Would you quote the material below from its first line through the line containing "both phase intervals.", exactly and with both ends included?
Start of Data shown
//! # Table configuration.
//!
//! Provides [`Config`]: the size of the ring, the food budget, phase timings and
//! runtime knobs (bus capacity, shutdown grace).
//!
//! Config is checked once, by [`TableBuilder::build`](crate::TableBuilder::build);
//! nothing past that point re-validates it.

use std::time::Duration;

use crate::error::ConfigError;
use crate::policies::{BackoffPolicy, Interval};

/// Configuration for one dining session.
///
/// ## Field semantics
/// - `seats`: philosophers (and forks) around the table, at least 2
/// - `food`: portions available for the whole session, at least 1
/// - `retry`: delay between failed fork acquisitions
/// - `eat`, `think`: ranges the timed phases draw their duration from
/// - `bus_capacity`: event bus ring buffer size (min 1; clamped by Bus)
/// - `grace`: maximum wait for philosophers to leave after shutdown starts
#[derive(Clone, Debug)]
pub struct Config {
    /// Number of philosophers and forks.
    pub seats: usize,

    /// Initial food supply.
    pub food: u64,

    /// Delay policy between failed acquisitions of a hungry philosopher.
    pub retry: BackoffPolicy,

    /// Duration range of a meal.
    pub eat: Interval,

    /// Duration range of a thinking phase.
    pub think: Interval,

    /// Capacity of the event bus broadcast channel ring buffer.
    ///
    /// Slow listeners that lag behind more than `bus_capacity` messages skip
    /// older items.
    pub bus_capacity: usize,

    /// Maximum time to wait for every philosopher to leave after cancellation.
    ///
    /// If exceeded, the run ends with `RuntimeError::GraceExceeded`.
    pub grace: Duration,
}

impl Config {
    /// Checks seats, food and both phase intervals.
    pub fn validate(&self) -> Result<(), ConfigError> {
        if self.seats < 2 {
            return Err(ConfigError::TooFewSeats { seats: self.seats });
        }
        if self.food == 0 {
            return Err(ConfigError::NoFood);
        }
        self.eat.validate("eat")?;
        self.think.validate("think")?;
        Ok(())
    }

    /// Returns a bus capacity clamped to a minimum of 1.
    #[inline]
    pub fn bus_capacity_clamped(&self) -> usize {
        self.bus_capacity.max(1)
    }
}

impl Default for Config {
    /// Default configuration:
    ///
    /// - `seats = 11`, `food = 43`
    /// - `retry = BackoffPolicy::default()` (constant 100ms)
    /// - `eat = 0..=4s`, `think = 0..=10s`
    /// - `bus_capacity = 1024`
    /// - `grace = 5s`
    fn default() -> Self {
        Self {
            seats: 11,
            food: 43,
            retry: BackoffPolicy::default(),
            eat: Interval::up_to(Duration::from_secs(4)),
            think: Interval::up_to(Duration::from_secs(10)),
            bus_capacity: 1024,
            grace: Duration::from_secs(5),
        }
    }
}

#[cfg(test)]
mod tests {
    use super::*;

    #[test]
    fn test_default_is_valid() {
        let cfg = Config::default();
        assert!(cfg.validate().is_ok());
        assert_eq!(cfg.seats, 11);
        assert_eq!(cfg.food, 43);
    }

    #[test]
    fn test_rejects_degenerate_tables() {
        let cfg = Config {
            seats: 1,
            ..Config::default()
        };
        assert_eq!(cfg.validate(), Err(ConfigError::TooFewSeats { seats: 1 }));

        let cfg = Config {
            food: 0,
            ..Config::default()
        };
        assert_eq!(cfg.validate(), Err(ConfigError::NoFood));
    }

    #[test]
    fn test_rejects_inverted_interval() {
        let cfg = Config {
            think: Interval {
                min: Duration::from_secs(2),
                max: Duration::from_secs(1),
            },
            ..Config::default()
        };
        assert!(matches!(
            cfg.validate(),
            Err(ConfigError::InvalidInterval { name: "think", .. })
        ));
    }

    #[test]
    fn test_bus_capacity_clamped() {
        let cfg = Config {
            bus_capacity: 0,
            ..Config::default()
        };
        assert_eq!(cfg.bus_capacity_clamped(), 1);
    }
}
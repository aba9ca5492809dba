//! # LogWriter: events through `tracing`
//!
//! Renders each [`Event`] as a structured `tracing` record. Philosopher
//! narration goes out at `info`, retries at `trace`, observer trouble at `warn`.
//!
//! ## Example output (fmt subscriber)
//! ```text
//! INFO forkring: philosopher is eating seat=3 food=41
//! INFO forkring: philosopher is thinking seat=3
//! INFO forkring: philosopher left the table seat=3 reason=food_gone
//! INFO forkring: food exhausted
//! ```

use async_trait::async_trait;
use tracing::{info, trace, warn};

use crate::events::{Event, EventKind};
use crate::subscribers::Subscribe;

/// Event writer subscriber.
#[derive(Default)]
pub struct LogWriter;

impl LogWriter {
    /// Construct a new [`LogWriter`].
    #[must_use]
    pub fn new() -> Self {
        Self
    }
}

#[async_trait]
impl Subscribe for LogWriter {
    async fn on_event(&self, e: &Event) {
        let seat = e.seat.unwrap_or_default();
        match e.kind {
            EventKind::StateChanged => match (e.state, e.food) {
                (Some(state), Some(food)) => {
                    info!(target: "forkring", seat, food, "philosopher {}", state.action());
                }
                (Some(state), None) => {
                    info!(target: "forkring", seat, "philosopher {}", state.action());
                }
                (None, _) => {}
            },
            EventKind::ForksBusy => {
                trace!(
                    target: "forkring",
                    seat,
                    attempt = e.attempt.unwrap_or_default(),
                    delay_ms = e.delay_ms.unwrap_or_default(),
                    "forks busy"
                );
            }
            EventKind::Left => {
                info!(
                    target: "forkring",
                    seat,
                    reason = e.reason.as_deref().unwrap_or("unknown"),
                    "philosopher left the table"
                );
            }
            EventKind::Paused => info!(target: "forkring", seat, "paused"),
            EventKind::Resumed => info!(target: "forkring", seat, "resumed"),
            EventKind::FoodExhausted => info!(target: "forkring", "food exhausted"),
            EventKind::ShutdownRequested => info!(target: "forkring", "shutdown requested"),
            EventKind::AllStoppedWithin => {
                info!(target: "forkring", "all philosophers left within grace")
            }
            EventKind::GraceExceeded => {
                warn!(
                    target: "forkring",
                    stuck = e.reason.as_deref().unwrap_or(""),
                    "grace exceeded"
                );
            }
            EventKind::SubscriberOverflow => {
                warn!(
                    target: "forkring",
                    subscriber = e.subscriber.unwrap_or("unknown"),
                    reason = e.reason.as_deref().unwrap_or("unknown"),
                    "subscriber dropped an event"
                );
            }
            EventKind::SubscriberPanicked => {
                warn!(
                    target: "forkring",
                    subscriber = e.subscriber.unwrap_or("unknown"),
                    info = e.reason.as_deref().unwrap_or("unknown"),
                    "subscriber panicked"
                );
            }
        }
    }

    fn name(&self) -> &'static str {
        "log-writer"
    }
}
End of Data shown
● Your response
//! # Table configuration.
//!
//! Provides [`Config`]: the size of the ring, the food budget, phase timings and
//! runtime knobs (bus capacity, shutdown grace).
//!
//! Config is checked once, by [`TableBuilder::build`](crate::TableBuilder::build);
//! nothing past that point re-validates it.

use std::time::Duration;

use crate::error::ConfigError;
use crate::policies::{BackoffPolicy, Interval};

/// Configuration for one dining session.
///
/// ## Field semantics
/// - `seats`: philosophers (and forks) around the table, at least 2
/// - `food`: portions available for the whole session, at least 1
/// - `retry`: delay between failed fork acquisitions
/// - `eat`, `think`: ranges the timed phases draw their duration from
/// - `bus_capacity`: event bus ring buffer size (min 1; clamped by Bus)
/// - `grace`: maximum wait for philosophers to leave after shutdown starts
#[derive(Clone, Debug)]
pub struct Config {
    /// Number of philosophers and forks.
    pub seats: usize,

    /// Initial food supply.
    pub food: u64,

    /// Delay policy between failed acquisitions of a hungry philosopher.
    pub retry: BackoffPolicy,

    /// Duration range of a meal.
    pub eat: Interval,

    /// Duration range of a thinking phase.
    pub think: Interval,

    /// Capacity of the event bus broadcast channel ring buffer.
    ///
    /// Slow listeners that lag behind more than `bus_capacity` messages skip
    /// older items.
    pub bus_capacity: usize,

    /// Maximum time to wait for every philosopher to leave after cancellation.
    ///
    /// If exceeded, the run ends with `RuntimeError::GraceExceeded`.
    pub grace: Duration,
}

impl Config {
    /// Checks seats, food and both phase intervals.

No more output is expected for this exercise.